Task force hears demolition, parking plans for Ferdinand
Construction of the new Dudley Municipal Center on the Ferdinand site will preserve the historic facades of the site’s existing buildings, while the bulk of the structures will be demolished, according to city officials and the project’s design team.
At a March 29 public meeting of the Dudley Vision Advisory Task Force, representatives of the City of Boston’s Property and Construction Management (PCM) department and the design firm Sasaki Associates explained their plans for the Curtis Block and Waterman buildings at 2304 and 2326 Washington St.
The two buildings occupy the same block as the old Ferdinand’s furniture building, and were acquired by the city after plans for the municipal building were underway. The new building can now fill the entire triangular block, instead of skirting the two buildings. The $115 million project, which broke ground last month, is to create a new headquarters for the Boston Public Schools as well as community meeting spaces and roughly 20,000 square feet of ground-floor retail space.
This public meeting was part of the process required under Boston Landmarks Commission’s Article 85 Demolition Delay Review Regulations. The regulations are meant to provide time for thoughtful review in advance of any demolition of historically significant buildings. The next step for the Curtis and Waterman demolition plans will be a public hearing before the Landmarks Commission board. The hearing is scheduled for April 10, 5:45 p.m. in room 900 of Boston City Hall.
Plans for the Ferdinand building itself — the once-elegant building known now for its blue boarded-up windows — will be considered at a later hearing. But the project planners have consistently said the Ferdinand’s iconic facade will be preserved and restored and most of the rest of the building demolished, as with the two added buildings.
The new municipal center’s exterior will be a mix of the preserved historic facades and modern brick and glass construction.
In the meeting, Sasaki Principal Victor Vizgaitis showed slides of the various options his team had considered for the two buildings, ranging from keeping them whole to demolishing them altogether.
Keeping them whole and intact, or even partially joined, would reduce the usable floor space, the slides show, and the lost square footage could not be made up elsewhere without higher costs.
The other extreme — tearing down the buildings altogether — would destroy too much of the historic character of the neighborhood, Vizgaitis said.
The option they hope to pursue is to preserve the front facades only. With this plan, the view from the sidewalk would retain the familiar historic character, while new construction would create a continuous space behind the facades.
The facade-only preservation idea was not a surprise to the Task Force, and there were few questions.
“I think you’re doing it the only way you could,” said Task Force member Fred Fairfield.
Current tenants in the two buildings, including Metro PCS, Manhattan Square dress shop and Simon’s Fish Market will have to move out by mid-July. In response to a question from the Task Force, PCM Project Manager Maureen Anderson said the city is legally bound to pay relocation expenses and has hired a relocation specialist to assist displaced tenants in finding new space.

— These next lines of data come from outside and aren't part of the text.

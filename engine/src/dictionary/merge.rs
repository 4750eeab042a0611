//! Typed merge of raw dictionary data.
//!
//! Locale/description overlays are merged into structural definitions with an
//! explicit rule per field kind:
//! - scalar fields: the overlay value overwrites when present;
//! - list fields: overlay elements append;
//! - map fields: recurse per key, pairing entries by lowercase name.
//!
//! Entries are keyed by lowercase `name`; an overlay entry with no structural
//! counterpart is appended as-is.

use std::collections::BTreeMap;

use super::raw::{RawDictionary, RawEntry, RawModule};

/// Merges `overlay` into `base`, field by field.
pub fn merge_dictionary(base: &mut RawDictionary, overlay: RawDictionary) {
    merge_list(&mut base.versions, overlay.versions);
    merge_entries(&mut base.statements, overlay.statements);
    merge_entries(&mut base.operators, overlay.operators);
    merge_entries(&mut base.builtins, overlay.builtins);
    merge_entries(&mut base.constants, overlay.constants);
    merge_entries(&mut base.questions, overlay.questions);
    merge_member_map(&mut base.members, overlay.members);
    merge_entries(&mut base.snippets, overlay.snippets);
    merge_modules(&mut base.modules, overlay.modules);
}

/// Merges one overlay entry into a structural entry.
pub fn merge_entry(base: &mut RawEntry, overlay: RawEntry) {
    // Scalars overwrite.
    merge_scalar(&mut base.name, overlay.name);
    merge_scalar(&mut base.kind, overlay.kind);
    merge_scalar(&mut base.result_type, overlay.result_type);
    merge_scalar(&mut base.deprecated, overlay.deprecated);
    merge_scalar(&mut base.preferred_alternative, overlay.preferred_alternative);
    merge_scalar(&mut base.version, overlay.version);
    merge_scalar(&mut base.module, overlay.module);
    merge_scalar(&mut base.opens_block, overlay.opens_block);
    merge_scalar(&mut base.closes_block, overlay.closes_block);
    merge_scalar(&mut base.declares_symbol, overlay.declares_symbol);
    merge_scalar(&mut base.uses_label, overlay.uses_label);
    merge_scalar(&mut base.doc, overlay.doc);
    merge_scalar(&mut base.body, overlay.body);

    // Lists append.
    base.args.extend(overlay.args);
}

fn merge_scalar<T>(base: &mut Option<T>, overlay: Option<T>) {
    if overlay.is_some() {
        *base = overlay;
    }
}

fn merge_list<T>(base: &mut Vec<T>, overlay: Vec<T>) {
    base.extend(overlay);
}

/// Pairs entries by lowercase name; unmatched overlay entries append.
fn merge_entries(base: &mut Vec<RawEntry>, overlay: Vec<RawEntry>) {
    for entry in overlay {
        let key = entry.name.as_ref().map(|n| n.to_lowercase());
        let existing = key.as_ref().and_then(|key| {
            base.iter_mut()
                .find(|e| e.name.as_ref().is_some_and(|n| n.to_lowercase() == *key))
        });
        match existing {
            Some(slot) => merge_entry(slot, entry),
            None => base.push(entry),
        }
    }
}

fn merge_member_map(
    base: &mut BTreeMap<String, Vec<RawEntry>>,
    overlay: BTreeMap<String, Vec<RawEntry>>,
) {
    for (key, entries) in overlay {
        merge_entries(base.entry(key).or_default(), entries);
    }
}

fn merge_modules(base: &mut Vec<RawModule>, overlay: Vec<RawModule>) {
    for module in overlay {
        let key = module.name.as_ref().map(|n| n.to_lowercase());
        let existing = key.as_ref().and_then(|key| {
            base.iter_mut()
                .find(|m| m.name.as_ref().is_some_and(|n| n.to_lowercase() == *key))
        });
        match existing {
            Some(slot) => {
                merge_scalar(&mut slot.name, module.name);
                merge_scalar(&mut slot.doc, module.doc);
                merge_list(&mut slot.deps, module.deps);
            }
            None => base.push(module),
        }
    }
}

The second half of the meeting addressed traffic and parking plans during construction. Shawmut Construction representatives Micah O’Neil, senior project manager, and Bob Wice, construction superintendent, showed diagrams of how construction vehicles will travel around the construction site.
The construction work will occupy the sidewalk and one parking lane around the perimeter of the Ferdinand block, but traffic lanes will not be reduced. The entire Ferdinand block will be “cordoned off” with fences and Jersey barriers, Wice said, and pedestrians will be directed to the other side of the street. Construction workers can park their own vehicles on the old B-2 police station site nearby; they will not be allowed to use street parking spaces.
“The plan right now is to set this up sometime in May,” Wice said, pending Boston Transportation Department approval, “and it will be this way for the majority of the job, until fall of 2014.”
The parking topic drew far more questions and comments than the demolition discussion. Several meeting attendees said parking is a critical concern — for merchants, employees and potential customers. The municipal center project does not include parking to speak of, except a dozen or so underground spaces for BPS vehicles.
“We have about 2000 employees (in Dudley Square) each day,” said task force member Joyce Stanley. “We already need more parking. And now we’re taking away parking.”
At least eight traffic studies have been done, Stanley said, but solutions have not been implemented. She expressed frustration that parking is dealt with only on a project-by-project basis, with discussion of broader long term solutions lacking.
“We need a district solution, and we need it now,” she said.
The officials present offered no real answers, but promised to listen to the issues and work on a solution.
“Traffic and parking are a universal concern throughout all of Boston’s neighborhoods. We are working on a plan specific to Dudley Square,” said Joseph Mulligan, deputy director of the PCM’s Capital Construction Division, by telephone after the meeting.
Upcoming meetings about the construction project include a design workshop April 12, a general project update April 26 and a transportation and parking discussion May 10. Meetings are held at 2315 Washington St. in Dudley Square. Announcements and meeting notes are posted at www.dudleyvision.org.